Sintomaticamente, o mencionado Decreto-Lei 244/95, introduziu um novo preceito na lei quadro (o artigo 27.º-A), prevendo uma hipótese de suspensão da prescrição ('durante o tempo em que o procedimento não puder legalmente iniciar-se ou continuar por falta de autorização legal').
Repare-se, desde já, que esta hipótese é apenas uma das que se contemplavam no sobredito artigo 119.º e que nem sequer toda a alínea a) deste preceito foi aproveitada. Por outras palavras, é manifesto que o legislador de 1995 escolheu de entre as hipóteses de suspensão (da lei penal geral) aquelas que considerou poderem ser aplicadas no processo contra-ordenacional, com exclusão das restantes, com especial saliência para a estipulada na alínea b).
Diz ainda o artigo 27.º-A que a prescrição se suspende 'para além dos casos previstos na lei'.
Importará, assim, proceder à interpretação desta remissão.
O primeiro impulso será inevitavelmente o de querer ver, nesta ressalva, ou remissão, os casos previstos no Código Penal, pois este até é direito subsidiário (citado artigo 32.º da lei quadro das contra-ordenações).
Nada nos parece, contudo, mais errado, desde logo porque tal remissão se revelaria, desta forma, claramente redundante.

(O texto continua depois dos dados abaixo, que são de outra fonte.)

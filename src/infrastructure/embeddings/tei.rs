use crate::domain::error::StoreError;
use crate::domain::ports::embedding_port::Embedder;
use reqwest::Client;
use serde::Serialize;
use std::time::Duration;

/// Hugging Face text-embeddings-inference server (`POST /embed`).
pub struct TeiEmbedder {
    client: Client,
    base_url: String,
    api_key: Option<String>,
    batch_size: usize,
    normalize: bool,
    truncate: bool,
    dimension: Option<usize>,
}

#[derive(Serialize)]
struct TeiRequest<'a> {
    inputs: &'a [String],
    normalize: bool,
    truncate: bool,
}

impl TeiEmbedder {
    pub fn new(base_url: impl Into<String>) -> Result<Self, StoreError> {
        let client = Client::builder()
            .timeout(Duration::from_secs(60))
            .build()
            .map_err(|e| StoreError::Config(format!("HTTP client error: {e}")))?;
        Ok(Self {
            client,
            base_url: base_url.into().trim_end_matches('/').to_string(),
            api_key: None,
            batch_size: 32,
            normalize: true,
            truncate: true,
            dimension: None,
        })
    }

    pub fn with_api_key(mut self, api_key: impl Into<String>) -> Self {
        self.api_key = Some(api_key.into());
        self
    }

    /// Inputs per request; matches the server's `max_client_batch_size` default.
    pub fn with_batch_size(mut self, batch_size: usize) -> Self {
        self.batch_size = batch_size.max(1);
        self
    }

    pub fn with_normalize(mut self, normalize: bool) -> Self {
        self.normalize = normalize;
        self
    }

    pub fn with_dimension(mut self, dimension: usize) -> Self {
        self.dimension = Some(dimension);
        self
    }

    async fn request(&self, inputs: &[String]) -> Result<Vec<Vec<f32>>, String> {
        let url = format!("{}/embed", self.base_url);
        let mut req = self.client.post(&url).json(&TeiRequest {
            inputs,
            normalize: self.normalize,
            truncate: self.truncate,
        });
        if let Some(key) = &self.api_key {
            req = req.bearer_auth(key);
        }

        let resp = req.send().await.map_err(|e| format!("TEI API error: {e}"))?;
        if !resp.status().is_success() {
            let status = resp.status();
            let body = resp.text().await.unwrap_or_default();
            return Err(format!("TEI API {status}: {body}"));
        }

        let vectors: Vec<Vec<f32>> = resp.json().await.map_err(|e| format!("Parse error: {e}"))?;
        if vectors.len() != inputs.len() {
            return Err(format!(
                "TEI returned {} embeddings for {} inputs",
                vectors.len(),
                inputs.len()
            ));
        }
        Ok(vectors)
    }
}

#[async_trait::async_trait]
impl Embedder for TeiEmbedder {
    async fn embed_documents(&self, texts: &[String]) -> Result<Vec<Vec<f32>>, String> {
        let mut out = Vec::with_capacity(texts.len());
        for chunk in texts.chunks(self.batch_size) {
            out.extend(self.request(chunk).await?);
        }
        Ok(out)
    }

    async fn embed_query(&self, text: &str) -> Result<Vec<f32>, String> {
        self.request(&[text.to_string()])
            .await?
            .pop()
            .ok_or_else(|| "TEI returned no embedding".to_string())
    }

    fn dimension(&self) -> Option<usize> {
        self.dimension
    }
}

Isto é, precisamente porque o Código Penal é direito subsidiário (e já o era antes das alterações de 1995) é que a remissão do artigo 27.º-A não poderá dizer-lhe respeito.

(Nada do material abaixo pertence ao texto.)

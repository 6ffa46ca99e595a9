use clap::{Parser, Subcommand};

#[derive(Parser)]
#[command(
    name = "docvec",
    about = "Document vector store with threshold-filtered semantic search",
    after_help = "Backend and embedder are configured through DOCVEC_* environment variables."
)]
pub struct Cli {
    #[command(subcommand)]
    pub command: Commands,
}

#[derive(Subcommand)]
pub enum Commands {
    /// Create the collection, its index and load it
    Provision {
        /// Drop an existing collection of the same name first
        #[arg(long)]
        drop_old: bool,
    },
    /// Embed and insert documents
    Add {
        /// JSON array of documents: [{"content": "...", "metadata": {...}}]
        json: String,
        /// Do not flush the collection after inserting
        #[arg(long)]
        skip_flush: bool,
    },
    /// Similarity search
    Search {
        query: String,
        /// Number of nearest neighbours to fetch
        #[arg(long, short, default_value = "10")]
        k: usize,
        /// Minimum normalized score (0.0-1.0, inclusive)
        #[arg(long, default_value = "0.0")]
        threshold: f32,
        /// strong, session, bounded or eventually
        #[arg(long)]
        consistency: Option<String>,
        /// Backend filter expression
        #[arg(long)]
        filter: Option<String>,
        /// Search a single partition
        #[arg(long)]
        partition: Option<String>,
    },
}

#[cfg(test)]
mod tests {
    use super::*;

    #[test]
    fn test_search_defaults() {
        let cli = Cli::try_parse_from(["docvec", "search", "cities in Japan"]).unwrap();
        match cli.command {
            Commands::Search { query, k, threshold, consistency, .. } => {
                assert_eq!(query, "cities in Japan");
                assert_eq!(k, 10);
                assert_eq!(threshold, 0.0);
                assert!(consistency.is_none());
            }
            _ => panic!("expected search"),
        }
    }

    #[test]
    fn test_provision_flag() {
        let cli = Cli::try_parse_from(["docvec", "provision", "--drop-old"]).unwrap();
        assert!(matches!(cli.command, Commands::Provision { drop_old: true }));
    }
}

Acresce que só deste modo a interpretação é conciliável com a conclusão a que acima se chegou.
Por outro lado, esta ressalva, ou remissão, é idêntica à que o corpo do artigo 120.º, n.º 1, do Código Penal de 1995 contém e é mister ter presente que ambos os diplomas (o Código Penal de 1995 e a nova redacção do Decreto-Lei 433/82) entraram em vigor no mesmo dia 1 de Outubro de 1995 e que, portanto, era evidente a intenção da sua harmonização por parte do legislador.
Usando outras palavras, e sendo irrefutável a escolha a que atrás se aludiu (de entre as hipóteses previstas no artigo 119.º do Código Penal de 1982), resulta inegável que este novo artigo 27.º-A restringe, ao invés de alargar, o leque de possibilidades de suspensão do prazo de prescrição do procedimento contra-ordenacional, esclarecendo ao mesmo tempo todas as dúvidas suscitáveis acerca da aplicação subsidiária dos preceitos penais gerais que àquela suspensão concernem.

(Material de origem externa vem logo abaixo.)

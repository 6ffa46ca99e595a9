pub mod openai;
pub mod tei;
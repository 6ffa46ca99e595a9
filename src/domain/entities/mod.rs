pub mod collection;
pub mod document;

Ou seja, e em conclusão, o prazo prescricional do procedimento por contra-ordenação, ainda que fossem aplicáveis o Decreto-Lei 244/95 e o Código Penal de 1995 (e não o são), não teria sofrido qualquer suspensão.» c) Em apoio da tese por si proposta, a Exma. Procuradora-Geral-Adjunta neste Supremo Tribunal argumenta, dizendo em suma o seguinte:
«Ao justificar esta jurisprudência (Acórdão 6/2001), o pleno do Supremo Tribunal de Justiça considerou 'decorrente dos princípios subjacentes ao nosso sistema jurídico, e com eles conforme', a posição doutrinária que 'defende ser aplicável, subsidiariamente, ao regime da prescrição do procedimento contra-ordenacional o regime que se acha consignado na lei penal para a prescrição do procedimento criminal'.
O Supremo Tribunal de Justiça acolheu, assim, embora maioritariamente, a tese da aplicação subsidiária do regime da prescrição do procedimento criminal ao regime da prescrição do procedimento contra-ordenacional.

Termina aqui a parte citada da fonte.